Теперь все повернулись к нему.
– Это еще почему? – Князь нахмурился. Он воздерживался от решительных действий в конце пира, зная, что думает теперь не разум, а хмель. – О невесте беспокоишься? – Он мельком взглянул на Горденю, которого отроки уже усадили на скамью в дальнем конце и поили пивом. – А я и не знал, что у тебя в Радогоще невеста. Ты не говорил. Кто она? Чья дочь?
«Твоя, княже!» – хотел ответить Зимобор, но промолчал.
– Надо выступать сей же час! – продолжал он вместо этого. – Ведь там твоя дочь! Твоя дочь в полон попала! Если сейчас не поспешим, не найдем ее никогда! Она – там, возле города! Где грабят… – Он оглянулся на Горденю, но тот уже спал, уронив голову на стол, усыпленный теплом и пивом после долгой холодной и голодной скачки. В его могучем кулаке на столе был зажат кусок хлеба.
Но выступить немедленно не получилось: князь побоялся вести в зимнюю ночь перепившуюся дружину, опасаясь слишком многих потерять в снегу. Дремлющие в седлах и на ходу попадали бы в сугробы и там заснули бы навек. Пришлось ограничиться тем, что пир прекратили, всем было велено спать.
Только сам князь почти не сомкнул глаз, то вставал, то снова ложился и ворочался под шкурой, изнывая от беспокойства. Он не успел даже поверить толком, что его пропавшая, забытая дочь вернется, и вот уже ему снова грозит потерять ее навсегда! Что за напасть на этот раз? Чья многочисленная и хорошо вооруженная дружина могла здесь оказаться? Только смолянского князя. Вернее, смолянской княгини. Столпомер очень хорошо помнил давнюю войну с Велебором, развернувшуюся именно в этих местах. И сейчас у него была как никогда весомая причина постоянно вспоминать ту войну…
Утром наконец князь выступил к Радогощу со своей ближней дружиной, велев витьбеским старейшинам собрать и отправить следом местное ополчение. Не зная, что за противник его ждет, он не хотел пренебрегать лишними силами, и вслед за княжьей дружиной после полудня отправилось с полсотни пеших ратников, вооруженных копьями, рогатинами, топорами и луками. Чем хороша война на праздник, то тем, что все уже и так собрались вместе.
Из-за глубокого снега, занесшего лед Лучесы, двигаться быстро не получалось. Еще до сумерек дружине встретились люди из самого Радогоща, посланные воеводой Воротисветом. От них узнали, что Горденя сказал чистую правду. Кто именно на них напал, не знал и воевода, но Порелют принес хотя бы утешительные вести, что сам городок разорен не был. Напавшие не решились брать его в осаду, а значит, не располагали силами для встречи с полотеским князем.
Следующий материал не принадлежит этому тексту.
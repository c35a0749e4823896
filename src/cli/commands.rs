//! CLI command definitions using clap.
//!
//! Defines the main CLI structure and subcommands:
//! - agents: list the available agents
//! - manifest: print an agent's manifest JSON
//! - call: run a single tool call
//! - session: run JSON-lines tool calls from stdin

use clap::{Parser, Subcommand};
use std::path::PathBuf;

/// voicedesk - tool sets for hosted voice agents
#[derive(Parser, Debug)]
#[command(name = "voicedesk")]
#[command(author, version, about, long_about = None)]
pub struct Cli {
    /// Optional config file path
    #[arg(short, long, global = true)]
    pub config: Option<PathBuf>,

    /// Verbose output
    #[arg(short, long, global = true)]
    pub verbose: bool,

    /// Subcommand to execute
    #[command(subcommand)]
    pub command: Commands,
}

impl Cli {
    /// Check if verbose mode is enabled
    pub fn is_verbose(&self) -> bool {
        self.verbose
    }
}

/// Main subcommands
#[derive(Subcommand, Debug)]
pub enum Commands {
    /// List available agents
    Agents,

    /// Print the manifest (instructions, session settings, tool schemas) for an agent
    Manifest {
        /// Agent name (fraud, sdr, grocery, tutor, story)
        agent: String,

        /// Print compact JSON instead of pretty JSON
        #[arg(long)]
        compact: bool,
    },

    /// Run one tool call in a fresh session
    Call {
        /// Agent name
        agent: String,

        /// Tool name
        tool: String,

        /// Tool arguments as a JSON object
        #[arg(short, long, default_value = "{}")]
        input: String,
    },

    /// Run JSON-lines tool calls from stdin in one session
    Session {
        /// Agent name
        agent: String,

        /// Session ID to use in logs (generated when omitted)
        #[arg(short, long)]
        session_id: Option<String>,
    },
}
К тому времени как воевода смог послать гонцов, чужаки покинули разграбленное поселение, уводя людей и увозя добычу. Но преследовать их в одиночку воевода не решился и ждал помощи. Никто не знал даже, в какую сторону они ушли: обильный снегопад уничтожил все следы.
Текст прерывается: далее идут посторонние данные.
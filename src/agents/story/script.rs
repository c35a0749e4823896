//! The fixed movie script and narration rules.

use serde::Serialize;

/// Every narrated scene ends with this, exactly once.
pub const CLOSING_PHRASE: &str = "What do you do next?";

pub const TITLE: &str = "The Last Train to Vireo";

#[derive(Debug, Clone, Copy, PartialEq, Eq, Serialize)]
pub struct Scene {
    pub title: &'static str,
    pub narration: &'static str,
}

pub const SCENES: &[Scene] = &[
    Scene {
        title: "Platform Nine",
        narration: "Rain hammers the glass roof of Halden Station. The last train to Vireo hisses at \
                    platform nine, and a conductor with a brass lantern checks his watch for the third time. \
                    In your coat pocket is a ticket you do not remember buying.",
    },
    Scene {
        title: "The Dining Car",
        narration: "The train lurches into the dark. In the dining car a woman in a green scarf slides a \
                    folded note across your table without looking up. It reads: they know you have the key. \
                    What do you do next?",
    },
    Scene {
        title: "The Tunnel",
        narration: "Every lamp in the carriage dies as the train enters the mountain tunnel. Footsteps \
                    come down the aisle, slow and deliberate, and stop beside your seat.",
    },
    Scene {
        title: "The Luggage Van",
        narration: "Behind a stack of mail sacks you find a steamer trunk stamped with your own initials. \
                    Its lock is shaped exactly like the key that has been sitting in your pocket all night.",
    },
    Scene {
        title: "Vireo",
        narration: "Dawn breaks as the train rolls into Vireo. On the platform the woman in the green scarf \
                    is waiting, and beside her stands the conductor, lantern still lit in the morning sun.",
    },
];

pub const EPILOGUE: &str = "The doors slide open and the story of the last train to Vireo comes to an end. \
                            Thanks for riding along.";

/// Finish a piece of narration with the closing phrase, exactly once.
///
/// Occurrences already in the text are stripped until none remain, including
/// ones that only form once an inner copy is cut out.
pub fn narrate(text: &str) -> String {
    let mut body = collapse_whitespace(text);
    loop {
        let stripped = collapse_whitespace(&body.replace(CLOSING_PHRASE, ""));
        if stripped == body {
            break;
        }
        body = stripped;
    }

    if body.is_empty() {
        CLOSING_PHRASE.to_string()
    } else {
        format!("{} {}", body, CLOSING_PHRASE)
    }
}

fn collapse_whitespace(text: &str) -> String {
    text.split_whitespace().collect::<Vec<_>>().join(" ")
}

/// Narration for a scene, optionally acknowledging what the player just did.
pub fn narrate_scene(scene: &Scene, player_action: Option<&str>) -> String {
    match player_action.map(str::trim).filter(|a| !a.is_empty()) {
        Some(action) => narrate(&format!("You decide to {}. {}", action.trim_end_matches('.'), scene.narration)),
        None => narrate(scene.narration),
    }
}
Радогощ бурлил и гудел. Два двора выгорели полностью, три или четыре обгорели слегка, но, к счастью, перемена ветра и обильный снегопад помешали пожару распространиться. Князя и его дружину, прибывшую через четыре дня после набега, встретили с надеждой. Еще на въезде княжеского коня обступили старики. Отцы и деды уведенных парней и девушек, в ту ночь пировавшие у Воротисвета, теперь жаждали скорее отправиться в поход, чтобы вызволить детей и внуков. Вот только куда идти, они не знали и ждали, что скажет им князь. Кому знать, как не ему?